Psalms 77:10. I said, this is my infirmity, to distrust and doubt. I will remember the years of the right hand of the Most High, when he rode on the cloud; when he divided the sea, and drove asunder the nations. The God who once delivered his people, can yet deliver me.

What was this case of Asaph? Answer, a nervous gloom, a milder species of melancholy, superinduced by some grief of heart, and which preyed on the mind. If otherwise, it might be great heaviness through manifold temptations.

What are the best remedies? Answer, the kindest treatment that circumstances will allow. A temperate diet, and cooling medicines, attended with air and exercise. Especially let the good man be undisturbed in prayer, for that eases the heart of all its grief. Let him be prompted always to remember the years of the Most High, looking at the brightest traits of providence and grace, and accustomed to dwell on the promises of God. I mention kind treatment, because those nuances and discouragements fall on persons of fine sense and exquisite feelings with the greater severity.

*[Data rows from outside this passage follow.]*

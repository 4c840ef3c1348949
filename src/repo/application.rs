use anyhow::{Context, Result};
use rusqlite::{Connection, OptionalExtension};
use thiserror::Error;

use crate::board::drag::StatusSink;
use crate::models::{Application, Stage};

#[derive(Debug, Error)]
pub enum StoreError {
    #[error("No application with ID {0}")]
    NotFound(i64),
    #[error("Unknown stage '{0}' stored in database")]
    BadStage(String),
}

/// Application repository for database operations
pub struct ApplicationRepo;

impl ApplicationRepo {
    /// Create a new application
    pub fn create(
        conn: &Connection,
        company: &str,
        role: &str,
        stage: Stage,
        url: Option<String>,
        notes: Option<String>,
    ) -> Result<Application> {
        let mut app = Application::new(company.to_string(), role.to_string());
        app.stage = stage;
        app.url = url;
        app.notes = notes;

        conn.execute(
            "INSERT INTO applications (uuid, company, role, stage, url, notes, created_ts, modified_ts)
             VALUES (?1, ?2, ?3, ?4, ?5, ?6, ?7, ?8)",
            rusqlite::params![
                app.uuid,
                app.company,
                app.role,
                app.stage.as_str(),
                app.url,
                app.notes,
                app.created_ts,
                app.modified_ts,
            ],
        )
        .with_context(|| format!("Failed to create application: {} / {}", company, role))?;

        Ok(Application {
            id: Some(conn.last_insert_rowid()),
            ..app
        })
    }

    fn from_row(row: &rusqlite::Row) -> rusqlite::Result<Application> {
        let stage_str: String = row.get(4)?;
        let stage = Stage::from_str(&stage_str).ok_or_else(|| {
            rusqlite::Error::FromSqlConversionFailure(
                4,
                rusqlite::types::Type::Text,
                Box::new(StoreError::BadStage(stage_str)),
            )
        })?;
        Ok(Application {
            id: Some(row.get(0)?),
            uuid: row.get(1)?,
            company: row.get(2)?,
            role: row.get(3)?,
            stage,
            url: row.get(5)?,
            notes: row.get(6)?,
            created_ts: row.get(7)?,
            modified_ts: row.get(8)?,
        })
    }

    const SELECT: &'static str =
        "SELECT id, uuid, company, role, stage, url, notes, created_ts, modified_ts
         FROM applications";

    /// List all applications in insertion order (stable rowid order)
    pub fn list_all(conn: &Connection) -> Result<Vec<Application>> {
        let mut stmt = conn.prepare(&format!("{} ORDER BY id", Self::SELECT))?;
        let rows = stmt.query_map([], Self::from_row)?;

        let mut apps = Vec::new();
        for row in rows {
            apps.push(row?);
        }
        Ok(apps)
    }

    /// Get application by ID
    pub fn get_by_id(conn: &Connection, id: i64) -> Result<Option<Application>> {
        let mut stmt = conn.prepare(&format!("{} WHERE id = ?1", Self::SELECT))?;
        Ok(stmt.query_row([id], Self::from_row).optional()?)
    }

    /// Move an application to a new pipeline stage
    pub fn set_stage(conn: &Connection, id: i64, stage: Stage) -> Result<()> {
        let now = chrono::Utc::now().timestamp();
        let changed = conn
            .execute(
                "UPDATE applications SET stage = ?1, modified_ts = ?2 WHERE id = ?3",
                rusqlite::params![stage.as_str(), now, id],
            )
            .with_context(|| format!("Failed to update stage for application {}", id))?;
        if changed == 0 {
            return Err(StoreError::NotFound(id).into());
        }
        Ok(())
    }

    /// Update editable fields (None leaves the field untouched)
    pub fn update(
        conn: &Connection,
        id: i64,
        company: Option<&str>,
        role: Option<&str>,
        url: Option<&str>,
        notes: Option<&str>,
    ) -> Result<()> {
        let existing =
            Self::get_by_id(conn, id)?.ok_or(StoreError::NotFound(id))?;
        let now = chrono::Utc::now().timestamp();
        conn.execute(
            "UPDATE applications SET company = ?1, role = ?2, url = ?3, notes = ?4, modified_ts = ?5
             WHERE id = ?6",
            rusqlite::params![
                company.unwrap_or(&existing.company),
                role.unwrap_or(&existing.role),
                url.or(existing.url.as_deref()),
                notes.or(existing.notes.as_deref()),
                now,
                id,
            ],
        )?;
        Ok(())
    }

    /// Delete an application
    pub fn delete(conn: &Connection, id: i64) -> Result<()> {
        let changed = conn.execute("DELETE FROM applications WHERE id = ?1", [id])?;
        if changed == 0 {
            return Err(StoreError::NotFound(id).into());
        }
        Ok(())
    }
}

/// [`StatusSink`] backed by the SQLite store. This is the board's only write
/// path into persistence.
pub struct SqliteSink<'a> {
    conn: &'a Connection,
}

impl<'a> SqliteSink<'a> {
    pub fn new(conn: &'a Connection) -> Self {
        Self { conn }
    }
}

impl StatusSink for SqliteSink<'_> {
    fn update_status(&mut self, id: i64, to: Stage) -> Result<()> {
        ApplicationRepo::set_stage(self.conn, id, to)
    }
}

#[cfg(test)]
mod tests {
    use super::*;
    use crate::db::DbConnection;

    #[test]
    fn test_create_and_list() {
        let conn = DbConnection::connect_in_memory().unwrap();
        let a = ApplicationRepo::create(&conn, "Acme", "Backend", Stage::ToApply, None, None)
            .unwrap();
        let b = ApplicationRepo::create(&conn, "Globex", "SRE", Stage::Applied, None, None)
            .unwrap();

        let apps = ApplicationRepo::list_all(&conn).unwrap();
        assert_eq!(apps.len(), 2);
        assert_eq!(apps[0].id, a.id);
        assert_eq!(apps[1].id, b.id);
        assert_eq!(apps[1].stage, Stage::Applied);
    }

    #[test]
    fn test_set_stage() {
        let conn = DbConnection::connect_in_memory().unwrap();
        let app = ApplicationRepo::create(&conn, "Acme", "Backend", Stage::Applied, None, None)
            .unwrap();
        let id = app.id.unwrap();

        ApplicationRepo::set_stage(&conn, id, Stage::Offer).unwrap();
        let reloaded = ApplicationRepo::get_by_id(&conn, id).unwrap().unwrap();
        assert_eq!(reloaded.stage, Stage::Offer);
        assert!(reloaded.modified_ts >= app.modified_ts);
    }

    #[test]
    fn test_set_stage_missing_id() {
        let conn = DbConnection::connect_in_memory().unwrap();
        let err = ApplicationRepo::set_stage(&conn, 99, Stage::Offer).unwrap_err();
        assert!(err.to_string().contains("No application with ID 99"));
    }

    #[test]
    fn test_update_merges_partial_fields() {
        let conn = DbConnection::connect_in_memory().unwrap();
        let app = ApplicationRepo::create(
            &conn,
            "Acme",
            "Backend",
            Stage::Applied,
            Some("https://acme.example/job".to_string()),
            None,
        )
        .unwrap();
        let id = app.id.unwrap();

        // Only role and notes given; company and url must survive untouched.
        ApplicationRepo::update(&conn, id, None, Some("Staff Backend"), None, Some("reached out"))
            .unwrap();
        let reloaded = ApplicationRepo::get_by_id(&conn, id).unwrap().unwrap();
        assert_eq!(reloaded.company, "Acme");
        assert_eq!(reloaded.role, "Staff Backend");
        assert_eq!(reloaded.url.as_deref(), Some("https://acme.example/job"));
        assert_eq!(reloaded.notes.as_deref(), Some("reached out"));
        assert!(reloaded.modified_ts >= app.modified_ts);
    }

    #[test]
    fn test_update_missing_id() {
        let conn = DbConnection::connect_in_memory().unwrap();
        let err = ApplicationRepo::update(&conn, 42, Some("X"), None, None, None).unwrap_err();
        assert!(err.to_string().contains("No application with ID 42"));
    }

    #[test]
    fn test_delete() {
        let conn = DbConnection::connect_in_memory().unwrap();
        let app = ApplicationRepo::create(&conn, "Acme", "Backend", Stage::ToApply, None, None)
            .unwrap();
        ApplicationRepo::delete(&conn, app.id.unwrap()).unwrap();
        assert!(ApplicationRepo::list_all(&conn).unwrap().is_empty());
        assert!(ApplicationRepo::delete(&conn, 1).is_err());
    }
}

A young gentlemen of a catholic family, being sorely buffeted, though able to attend his professional duties, fell for two months under great depression, and uttered his heart in the following lines.

Ah, who can tell my soul’s distress? Who can conceive my wretched plight? All day by hell how sore opprest, By dreams and visions of the night!

While on the bed my body lay, Ere balmy sleep had closed my eyes; Anon, my soul a hunted prey, Sees hosts of hellish hounds arise.

Alas, my soul was sore opprest, While ghostly foes their malice spent; No hope of ease, no thought of rest, Nor earth, nor grave a prospect lent.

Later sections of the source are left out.